→ INFORMATION SUPPLIED:
>>>

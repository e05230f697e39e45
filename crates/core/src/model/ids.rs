use serde::{Deserialize, Serialize};
use std::fmt;
use std::str::FromStr;
use thiserror::Error;

/// Declares a `u64`-backed identifier with the usual conversions.
macro_rules! numeric_id {
    ($(#[$meta:meta])* $name:ident) => {
        $(#[$meta])*
        #[derive(Clone, Copy, PartialEq, Eq, Hash, PartialOrd, Ord, Serialize, Deserialize)]
        #[serde(transparent)]
        pub struct $name(u64);

        impl $name {
            #[must_use]
            pub fn new(id: u64) -> Self {
                Self(id)
            }

            /// Returns the underlying u64 value
            #[must_use]
            pub fn value(&self) -> u64 {
                self.0
            }
        }

        impl fmt::Debug for $name {
            fn fmt(&self, f: &mut fmt::Formatter<'_>) -> fmt::Result {
                write!(f, "{}({})", stringify!($name), self.0)
            }
        }

        impl fmt::Display for $name {
            fn fmt(&self, f: &mut fmt::Formatter<'_>) -> fmt::Result {
                write!(f, "{}", self.0)
            }
        }

        impl FromStr for $name {
            type Err = ParseIdError;

            fn from_str(s: &str) -> Result<Self, Self::Err> {
                s.trim()
                    .parse::<u64>()
                    .map(Self::new)
                    .map_err(|_| ParseIdError {
                        kind: stringify!($name),
                    })
            }
        }
    };
}

numeric_id!(
    /// Identifier of a catalog resource (lesson, quiz, video or download).
    ResourceId
);
numeric_id!(
    /// Identifier assigned by the progress store to a user's record.
    ProgressId
);
numeric_id!(
    /// Identifier of a persisted quiz attempt.
    AttemptId
);
numeric_id!(
    /// Identifier of a scheduled live meeting.
    MeetingId
);

/// Error type for parsing an ID from a string
#[derive(Debug, Clone, PartialEq, Eq, Error)]
#[error("failed to parse {kind} from string")]
pub struct ParseIdError {
    kind: &'static str,
}

// ─── User Email ────────────────────────────────────────────────────────────────

#[derive(Debug, Error, Clone, PartialEq, Eq)]
#[non_exhaustive]
pub enum UserEmailError {
    #[error("email cannot be empty")]
    Empty,

    #[error("invalid email address: {0}")]
    Invalid(String),
}

/// Normalized (trimmed, lower-cased) email that keys a user's progress.
#[derive(Debug, Clone, PartialEq, Eq, Hash, PartialOrd, Ord, Serialize, Deserialize)]
#[serde(try_from = "String", into = "String")]
pub struct UserEmail(String);

impl UserEmail {
    /// Parse and normalize an email address.
    ///
    /// # Errors
    ///
    /// Returns `UserEmailError::Empty` for blank input and
    /// `UserEmailError::Invalid` when the local part or domain is missing.
    pub fn new(value: impl Into<String>) -> Result<Self, UserEmailError> {
        let raw = value.into();
        let trimmed = raw.trim();
        if trimmed.is_empty() {
            return Err(UserEmailError::Empty);
        }

        match trimmed.split_once('@') {
            Some((local, domain))
                if !local.is_empty()
                    && !domain.is_empty()
                    && !domain.contains('@')
                    && !trimmed.contains(char::is_whitespace) =>
            {
                Ok(Self(trimmed.to_lowercase()))
            }
            _ => Err(UserEmailError::Invalid(trimmed.to_string())),
        }
    }

    #[must_use]
    pub fn as_str(&self) -> &str {
        &self.0
    }
}

impl fmt::Display for UserEmail {
    fn fmt(&self, f: &mut fmt::Formatter<'_>) -> fmt::Result {
        f.write_str(&self.0)
    }
}

impl FromStr for UserEmail {
    type Err = UserEmailError;

    fn from_str(s: &str) -> Result<Self, Self::Err> {
        Self::new(s)
    }
}

impl TryFrom<String> for UserEmail {
    type Error = UserEmailError;

    fn try_from(value: String) -> Result<Self, Self::Error> {
        Self::new(value)
    }
}

impl From<UserEmail> for String {
    fn from(value: UserEmail) -> Self {
        value.0
    }
}

// ─── Tests ─────────────────────────────────────────────────────────────────────

#[cfg(test)]
mod tests {
    use super::*;

    #[test]
    fn resource_id_display_and_parse() {
        let id = ResourceId::new(42);
        assert_eq!(id.to_string(), "42");
        assert_eq!(" 42 ".parse::<ResourceId>().unwrap(), id);
    }

    #[test]
    fn id_parse_rejects_garbage() {
        let err = "quiz-1".parse::<MeetingId>().unwrap_err();
        assert_eq!(err.to_string(), "failed to parse MeetingId from string");
    }

    #[test]
    fn debug_names_the_kind() {
        assert_eq!(format!("{:?}", AttemptId::new(7)), "AttemptId(7)");
    }

    #[test]
    fn email_is_normalized() {
        let email = UserEmail::new("  Ada@Example.COM ").unwrap();
        assert_eq!(email.as_str(), "ada@example.com");
    }

    #[test]
    fn email_requires_local_part_and_domain() {
        assert_eq!(UserEmail::new("   "), Err(UserEmailError::Empty));
        assert!(matches!(
            UserEmail::new("no-at-sign"),
            Err(UserEmailError::Invalid(_))
        ));
        assert!(UserEmail::new("@example.com").is_err());
        assert!(UserEmail::new("ada@").is_err());
        assert!(UserEmail::new("a b@example.com").is_err());
    }
}
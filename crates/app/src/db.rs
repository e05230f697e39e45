use std::path::{Path, PathBuf};

use anyhow::{Context, Result, bail};

/// Turn a bare or relative path into an absolute `sqlite://` URL.
pub fn normalize_sqlite_url(raw: &str) -> String {
    let trimmed = raw.trim();
    if trimmed == "sqlite::memory:"
        || trimmed.starts_with("sqlite://")
        || trimmed.starts_with("sqlite:file:")
    {
        return trimmed.to_string();
    }

    let path_str = trimmed.strip_prefix("sqlite:").unwrap_or(trimmed);
    let path = Path::new(path_str);
    let absolute = if path.is_absolute() {
        path.to_path_buf()
    } else {
        std::env::current_dir()
            .unwrap_or_else(|_| PathBuf::from("."))
            .join(path)
    };
    format!("sqlite://{}", absolute.display())
}

/// Create the database file and its parent directories so the pool can open
/// it. In-memory URLs are left alone.
pub fn prepare_sqlite_file(db_url: &str) -> Result<()> {
    if db_url == "sqlite::memory:" || db_url.starts_with("sqlite:file:") {
        return Ok(());
    }

    let Some(path) = db_url.strip_prefix("sqlite://") else {
        bail!("invalid database url: {db_url}");
    };
    let path = path.split('?').next().unwrap_or(path);
    if path.is_empty() {
        bail!("invalid database url: {db_url}");
    }

    let path = Path::new(path);
    if let Some(parent) = path.parent() {
        std::fs::create_dir_all(parent)
            .with_context(|| format!("creating {}", parent.display()))?;
    }
    if !path.exists() {
        std::fs::OpenOptions::new()
            .create(true)
            .write(true)
            .truncate(false)
            .open(path)
            .with_context(|| format!("creating {}", path.display()))?;
    }
    Ok(())
}

#[cfg(test)]
mod tests {
    use super::*;

    #[test]
    fn keeps_urls_that_are_already_usable() {
        assert_eq!(normalize_sqlite_url("sqlite::memory:"), "sqlite::memory:");
        assert_eq!(
            normalize_sqlite_url("sqlite:///tmp/epsilon.db"),
            "sqlite:///tmp/epsilon.db"
        );
        assert_eq!(
            normalize_sqlite_url("sqlite:file:x?mode=memory&cache=shared"),
            "sqlite:file:x?mode=memory&cache=shared"
        );
    }

    #[test]
    fn makes_relative_paths_absolute() {
        let url = normalize_sqlite_url("data/epsilon.sqlite3");
        assert!(url.starts_with("sqlite:///"), "{url}");
        assert!(url.ends_with("data/epsilon.sqlite3"), "{url}");
        assert_eq!(
            normalize_sqlite_url("sqlite:/var/lib/epsilon.db"),
            "sqlite:///var/lib/epsilon.db"
        );
    }

    #[test]
    fn rejects_unknown_schemes() {
        assert!(prepare_sqlite_file("postgres://localhost/db").is_err());
        assert!(prepare_sqlite_file("sqlite::memory:").is_ok());
    }
}
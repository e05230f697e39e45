//! Before/after progress comparison that produces user-facing events.

use std::collections::HashSet;
use std::fmt;

use serde::Serialize;

use crate::evaluator;
use crate::model::{Badge, ProgressRecord};

#[derive(Debug, Clone, Copy, PartialEq, Eq, Serialize)]
#[serde(tag = "event", rename_all = "snake_case")]
pub enum ProgressEvent {
    LevelUp { level: u32 },
    BadgeUnlocked { badge: Badge },
    XpGained { amount: u32 },
}

impl ProgressEvent {
    #[must_use]
    pub fn message(&self) -> String {
        match self {
            ProgressEvent::LevelUp { level } => format!("Level up! You reached level {level}"),
            ProgressEvent::BadgeUnlocked { badge } => {
                format!("Badge unlocked: {} ({})", badge.title(), badge.description())
            }
            ProgressEvent::XpGained { amount } => format!("+{amount} XP"),
        }
    }
}

impl fmt::Display for ProgressEvent {
    fn fmt(&self, f: &mut fmt::Formatter<'_>) -> fmt::Result {
        f.write_str(&self.message())
    }
}

/// Session-scoped event source. Level-ups and badge unlocks are reported at
/// most once per trigger; XP gains are reported every time.
#[derive(Debug, Clone, Default)]
pub struct NotificationTrigger {
    notified_levels: HashSet<u32>,
    notified_badges: HashSet<Badge>,
}

impl NotificationTrigger {
    #[must_use]
    pub fn new() -> Self {
        Self::default()
    }

    /// Compare two snapshots. Either side missing yields no events.
    ///
    /// Events are ordered level-up, badges (in badge order), then XP.
    pub fn observe(
        &mut self,
        previous: Option<&ProgressRecord>,
        current: Option<&ProgressRecord>,
    ) -> Vec<ProgressEvent> {
        let (Some(prev), Some(cur)) = (previous, current) else {
            return Vec::new();
        };
        let mut events = Vec::new();

        let prev_level = evaluator::level(prev.xp());
        let cur_level = evaluator::level(cur.xp());
        if cur_level > prev_level && self.notified_levels.insert(cur_level) {
            events.push(ProgressEvent::LevelUp { level: cur_level });
        }

        let prev_badges = evaluator::earned_badges(Some(prev));
        for badge in evaluator::earned_badges(Some(cur)).difference(&prev_badges) {
            if self.notified_badges.insert(*badge) {
                events.push(ProgressEvent::BadgeUnlocked { badge: *badge });
            }
        }

        if cur.xp() > prev.xp() {
            events.push(ProgressEvent::XpGained {
                amount: cur.xp() - prev.xp(),
            });
        }
        events
    }
}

<<<

→ THE PROBLEM:
Work through the records line by line and tally those holding "enum". Reply with the number alone.

→ WRITTEN RESPONSE:
2